━━━━━ Data for review

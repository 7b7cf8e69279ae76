//! `run` subcommand: one command in a throwaway sandbox.

use std::io::Write;
use std::path::PathBuf;
use std::str::FromStr;
use std::time::Duration;

use clap::Args;

use crate::archive::read_local_files;
use crate::daemon::ExecutionResult;
use crate::manager::SandboxManager;
use crate::session::ExecOptions;

/// Exit code reported when the command hit its wall-clock limit.
pub const TIMEOUT_EXIT_CODE: i32 = 124;

/// A local file and the path it gets inside the working directory.
#[derive(Debug, Clone, PartialEq, Eq)]
pub struct FileMapping {
    pub local: PathBuf,
    pub remote: String,
}

impl FromStr for FileMapping {
    type Err = String;

    /// Parses `LOCAL[:REMOTE]`; without `REMOTE` the local file name is used.
    fn from_str(raw: &str) -> Result<Self, Self::Err> {
        let (local, remote) = match raw.split_once(':') {
            Some((local, remote)) => (local, Some(remote)),
            None => (raw, None),
        };
        if local.is_empty() {
            return Err(format!("missing local path in '{}'", raw));
        }

        let local = PathBuf::from(local);
        let remote = match remote {
            Some(remote) if !remote.is_empty() => remote.to_string(),
            Some(_) => return Err(format!("missing remote path in '{}'", raw)),
            None => local
                .file_name()
                .map(|n| n.to_string_lossy().into_owned())
                .ok_or_else(|| format!("'{}' has no file name", raw))?,
        };
        Ok(Self { local, remote })
    }
}

#[derive(Args, Debug)]
pub struct RunArgs {
    /// Profile name
    pub profile: String,

    /// Copy a local file into the working directory (LOCAL[:REMOTE]); repeatable
    #[arg(short, long = "file", value_name = "LOCAL[:REMOTE]")]
    pub files: Vec<FileMapping>,

    /// Feed this file to the command's stdin
    #[arg(long, value_name = "PATH")]
    pub stdin_file: Option<PathBuf>,

    /// Wall-clock limit in seconds
    #[arg(short, long, value_name = "SECS")]
    pub timeout: Option<u64>,

    /// Print the result as JSON
    #[arg(long)]
    pub json: bool,

    /// Shell command to run
    #[arg(last = true, required = true, num_args = 1..)]
    pub command: Vec<String>,
}

/// Map an execution result to a process exit code.
pub fn exit_code_for(result: &ExecutionResult) -> i32 {
    if result.timed_out {
        return TIMEOUT_EXIT_CODE;
    }
    match i32::try_from(result.exit_code) {
        Ok(code) if code >= 0 => code,
        _ => 1,
    }
}

/// Quote argv words into one `/bin/sh -c` script that runs them unchanged.
pub fn shell_command(words: &[String]) -> anyhow::Result<String> {
    shlex::try_join(words.iter().map(String::as_str))
        .map_err(|e| anyhow::anyhow!("Cannot quote command for the shell: {}", e))
}

/// Run the `run` subcommand and return the exit code.
pub async fn run_run_command(manager: &SandboxManager, args: RunArgs) -> anyhow::Result<i32> {
    let mappings: Vec<(PathBuf, String)> = args
        .files
        .iter()
        .map(|m| (m.local.clone(), m.remote.clone()))
        .collect();
    let files = read_local_files(&mappings)?;

    let mut options = ExecOptions::new();
    if let Some(path) = &args.stdin_file {
        let stdin = tokio::fs::read(path)
            .await
            .map_err(|e| anyhow::anyhow!("Failed to read stdin file {}: {}", path.display(), e))?;
        options = options.stdin(stdin);
    }
    if let Some(secs) = args.timeout {
        options = options.timeout(Duration::from_secs(secs));
    }

    let command = shell_command(&args.command)?;
    let result = manager
        .run_ephemeral(&args.profile, &command, &files, options)
        .await?;

    if args.json {
        println!("{}", serde_json::to_string_pretty(&result_json(&result))?);
    } else {
        std::io::stdout().write_all(&result.stdout)?;
        std::io::stderr().write_all(&result.stderr)?;
        if result.timed_out {
            eprintln!(
                "agentic-sandbox: command timed out after {:.1}s",
                result.duration.as_secs_f64()
            );
        }
        if result.oom_killed {
            eprintln!("agentic-sandbox: command was killed for exceeding its memory limit");
        }
    }

    Ok(exit_code_for(&result))
}

fn result_json(result: &ExecutionResult) -> serde_json::Value {
    serde_json::json!({
        "stdout": result.stdout_text(),
        "stderr": result.stderr_text(),
        "exit_code": result.exit_code,
        "timed_out": result.timed_out,
        "oom_killed": result.oom_killed,
        "duration_ms": result.duration.as_millis() as u64,
    })
}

━━━━━━━━━━

[Exercise instructions]:
From the very first line of the records down to the line with "its wall-clock limit.", please write out each line exactly, including both ends and no other lines.

[Reply]:
repository 7b7cf8e69279ae76
//! `run` subcommand: one command in a throwaway sandbox.

use std::io::Write;
use std::path::PathBuf;
use std::str::FromStr;
use std::time::Duration;

use clap::Args;

use crate::archive::read_local_files;
use crate::daemon::ExecutionResult;
use crate::manager::SandboxManager;
use crate::session::ExecOptions;

/// Exit code reported when the command hit its wall-clock limit.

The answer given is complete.